Los Pampa’s: grave esse nome
Los Pampa’s: grave esse nome. Nome que cinco amigos de infância escolheu para batizar um grupo que reúne jovens de diferentes profissões, mas praticamente da mesma idade, que de tanto chamar a atenção nas baladas pelas coreografias inusitadas e sincronizadas, resolveu profissionalizar os passos.
Confira vídeo:
Dançando às pampas
A história começou assim... Bruno Nepomuceno, o Bruninho, 22 anos, vendedor, amigo de Rodrigo (Max) Matos Ferreira, 20, auxiliar de cozinha, irmão de Renan (Menor) Matos Ferreira, 14, estudante, e também de Rafael, o Rafa, 22, eletricista, que não participou da matéria porque estava na fisioterapia com um problema no fêmur... Mas voltando ao quarteto de amigos, sempre brincaram juntos, moram na mesma rua na Vila Industrial, sempre iam para as baladas juntos e se acabavam de dançar no mesmo passo. Ideia do Rafa, coreógrafo da turma que se conhece desde pequeno.
A fama dos meninos cresceu no bairro e os convites para fazer uma dança numa festa também. Foi aí que decidiram há um ano montar um grupo e conseguiram até convencer o amigo Bruno (Bui) Henrique Francisco, 19, que era peão de rodeio a deixar a montaria, trocar a bota pelos tênis e cair na dança com os amigos.
“Era a maior zuação porque eu não saía, só ouvia sertanejo, e agora danço até funk”, diverte-se e espera que o Los Pampa’s faça sucesso.
Quem tomou à frente e se tornou empresário do grupo é Bruninho, que faz os contatos para as apresentações. Os rapazes são vistos com frequência no Rastro do Cowboy e já abriram alguns shows na casa com suas performances. Também fizeram coreografias na plateia do Exaltasamba.
Mas o que eles querem mesmo é mostrar o suinge, o axé, o funk e o street dance para grandes públicos. “Seria bem bacana estar na programação do aniversário de Bauru e até mesmo na Parada da Diversidade para que o maior número de pessoas conheça nosso trabalho, que é bem eclético”, diz Bruninho.
Há um ano na estrada, o grupo já se apresentou em algumas cidades da região como Lins e Duartina, já abriu o show dos Havaianos e do Bonde do Tigrão, dançou em eventos de escolas em Bauru e neste sábado tem agenda em Avaí.
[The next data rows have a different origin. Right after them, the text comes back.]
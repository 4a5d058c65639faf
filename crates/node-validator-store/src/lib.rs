// SPDX-License-Identifier: Apache-2.0

#![forbid(unsafe_code)]

pub mod auth;
pub mod backend;
pub mod backend_gcs;
pub mod cache;
#[cfg(any(test, feature = "test-support"))]
pub mod fake;
pub mod whitelist;

pub const CRATE_NAME: &str = "node-validator-store";

pub use auth::{Anonymous, MetadataServerToken, StaticToken, TokenSource};
pub use backend::{ObjectAttrs, ObjectStore, StoreError, StoreErrorCode};
pub use backend_gcs::GcsObjectStore;
pub use cache::{cache_key, ObjectCache};
#[cfg(any(test, feature = "test-support"))]
pub use fake::FakeObjectStore;
pub use whitelist::{CloudStorageWhitelistProvider, MAX_OBJECT_BYTES};
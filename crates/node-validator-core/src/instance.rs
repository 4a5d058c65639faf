// SPDX-License-Identifier: Apache-2.0

use crate::error::ValidatorError;
use regex::Regex;
use serde::{Deserialize, Serialize};
use std::collections::BTreeMap;
use std::fmt;
use std::sync::LazyLock;

pub const METADATA_CONFIGURE_SH_KEY: &str = "configure-sh";
pub const METADATA_USER_DATA_KEY: &str = "user-data";

pub const LABEL_CLUSTER_NAME: &str = "goog-k8s-cluster-name";
pub const LABEL_NODE_POOL_NAME: &str = "goog-k8s-node-pool-name";
pub const LABEL_CAST_MANAGED_BY: &str = "cast-managed-by";
pub const LABEL_CAST_CLUSTER_ID: &str = "cast-cluster-id";

static INSTANCE_LINK_RE: LazyLock<Regex> = LazyLock::new(|| {
    Regex::new(r"https://(?:www|compute)\.googleapis\.com/compute/v1/projects/(.+?)/zones/(.+?)/instances/(.+)")
        .expect("instance self link pattern")
});

static INSTANCE_GROUP_MANAGER_LINK_RE: LazyLock<Regex> = LazyLock::new(|| {
    Regex::new(r"https://(?:www|compute)\.googleapis\.com/compute/v1/projects/(.+?)/zones/(.+?)/instanceGroupManagers/(.+)")
        .expect("instance group manager self link pattern")
});

static REGION_TEMPLATE_LINK_RE: LazyLock<Regex> = LazyLock::new(|| {
    Regex::new(r"https://(?:www|compute)\.googleapis\.com/compute/v1/projects/(.+?)/regions/(.+?)/instanceTemplates/(.+)")
        .expect("regional instance template self link pattern")
});

static GLOBAL_TEMPLATE_LINK_RE: LazyLock<Regex> = LazyLock::new(|| {
    Regex::new(r"https://(?:www|compute)\.googleapis\.com/compute/v1/projects/(.+?)/global/instanceTemplates/(.+)")
        .expect("global instance template self link pattern")
});

/// Snapshot of a compute instance as returned by the Compute API.
#[derive(Debug, Clone, Default, PartialEq, Eq, Serialize, Deserialize)]
#[serde(rename_all = "camelCase")]
pub struct Instance {
    #[serde(default)]
    pub name: String,
    #[serde(default)]
    pub self_link: String,
    #[serde(default)]
    pub labels: BTreeMap<String, String>,
    #[serde(default)]
    pub metadata: Metadata,
}

impl Instance {
    #[must_use]
    pub fn label(&self, key: &str) -> Option<&str> {
        self.labels.get(key).map(String::as_str)
    }

    pub fn require_label(&self, key: &str) -> Result<&str, ValidatorError> {
        self.label(key)
            .ok_or_else(|| ValidatorError::not_found(format!("label `{key}`")))
    }

    pub fn zonal_link(&self) -> Result<ZonalResource, ValidatorError> {
        ZonalResource::parse_instance_link(&self.self_link)
    }
}

#[derive(Debug, Clone, Default, PartialEq, Eq, Serialize, Deserialize)]
pub struct Metadata {
    #[serde(default)]
    pub items: Vec<MetadataItem>,
}

#[derive(Debug, Clone, PartialEq, Eq, Serialize, Deserialize)]
pub struct MetadataItem {
    pub key: String,
    #[serde(default)]
    pub value: String,
}

impl Metadata {
    #[must_use]
    pub fn from_pairs<K, V>(pairs: impl IntoIterator<Item = (K, V)>) -> Self
    where
        K: Into<String>,
        V: Into<String>,
    {
        Self {
            items: pairs
                .into_iter()
                .map(|(key, value)| MetadataItem {
                    key: key.into(),
                    value: value.into(),
                })
                .collect(),
        }
    }

    /// First value stored under `key`.
    #[must_use]
    pub fn get(&self, key: &str) -> Option<&str> {
        self.items
            .iter()
            .find(|item| item.key == key)
            .map(|item| item.value.as_str())
    }

    pub fn require(&self, key: &str) -> Result<&str, ValidatorError> {
        self.get(key)
            .ok_or_else(|| ValidatorError::not_found(format!("metadata key `{key}`")))
    }
}

/// A project/zone/name triple parsed out of a zonal resource link.
#[derive(Debug, Clone, PartialEq, Eq, Hash)]
pub struct ZonalResource {
    pub project: String,
    pub zone: String,
    pub name: String,
}

impl ZonalResource {
    pub fn parse_instance_link(link: &str) -> Result<Self, ValidatorError> {
        Self::parse_with(&INSTANCE_LINK_RE, link, "instance self link")
    }

    pub fn parse_instance_group_manager_link(link: &str) -> Result<Self, ValidatorError> {
        Self::parse_with(
            &INSTANCE_GROUP_MANAGER_LINK_RE,
            link,
            "instance group manager self link",
        )
    }

    fn parse_with(re: &Regex, link: &str, what: &'static str) -> Result<Self, ValidatorError> {
        let caps = re
            .captures(link)
            .ok_or_else(|| ValidatorError::malformed(what, link))?;
        Ok(Self {
            project: caps[1].to_string(),
            zone: caps[2].to_string(),
            name: caps[3].to_string(),
        })
    }

    /// Region the zone belongs to, e.g. `europe-west1` for `europe-west1-b`.
    pub fn location(&self) -> Result<String, ValidatorError> {
        location_from_zone(&self.zone)
    }
}

impl fmt::Display for ZonalResource {
    fn fmt(&self, f: &mut fmt::Formatter<'_>) -> fmt::Result {
        write!(f, "{}/{}/{}", self.project, self.zone, self.name)
    }
}

/// Zone names end in `-<letter>`; dropping those two characters yields the region.
pub fn location_from_zone(zone: &str) -> Result<String, ValidatorError> {
    if zone.len() <= 2 || !zone.is_ascii() {
        return Err(ValidatorError::malformed("zone", zone));
    }
    Ok(zone[..zone.len() - 2].to_string())
}

/// Reference to the instance template a group manager creates instances from.
#[derive(Debug, Clone, PartialEq, Eq, Hash)]
pub enum TemplateRef {
    Regional {
        project: String,
        region: String,
        name: String,
    },
    Global {
        project: String,
        name: String,
    },
}

impl TemplateRef {
    pub fn parse(link: &str) -> Result<Self, ValidatorError> {
        if let Some(caps) = REGION_TEMPLATE_LINK_RE.captures(link) {
            return Ok(Self::Regional {
                project: caps[1].to_string(),
                region: caps[2].to_string(),
                name: caps[3].to_string(),
            });
        }
        if let Some(caps) = GLOBAL_TEMPLATE_LINK_RE.captures(link) {
            return Ok(Self::Global {
                project: caps[1].to_string(),
                name: caps[2].to_string(),
            });
        }
        Err(ValidatorError::malformed("instance template self link", link))
    }

    /// API path below `compute/v1/`.
    #[must_use]
    pub fn resource_path(&self) -> String {
        match self {
            Self::Regional {
                project,
                region,
                name,
            } => format!("projects/{project}/regions/{region}/instanceTemplates/{name}"),
            Self::Global { project, name } => {
                format!("projects/{project}/global/instanceTemplates/{name}")
            }
        }
    }
}

impl fmt::Display for TemplateRef {
    fn fmt(&self, f: &mut fmt::Formatter<'_>) -> fmt::Result {
        f.write_str(&self.resource_path())
    }
}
A rotina de ensaios é diária e os dançarinos já contam com apoio de empresários e donos de casas noturnas para seguir seus passos. A academia Impacto, na Vila Falcão cedeu uma sala para o grupo dançar. “Antes a gente dançava no fundo do quintal, no barro mesmo”, conta Max.
Eles gostam tanto do que fazem que muitas vezes as namoradas são trocadas por uma nova coreografia.
Uniformizados, quando passam pela vizinhança já ouvem falar “lá vem o arrastão dos pampas”.
O nome do grupo não veio da planície gaúcha, nem da expressão às pampas que quer dizer muito, mas sim da gíria: “como você está pampa”, que significa bonito.
“Era uma palavra que sempre vinha quando a gente saía para a balada elogiando a beca (roupa) do outro, daí para não ficar os pampas e lembrar do Sul, nos tornamos Los Pampa’s.”
E seja em que ritmo for, Bruninho, Rafa, Max, Menor e Bui querem mais é dançar às pampas, e quem sabe fazer sucesso além dos Pampas.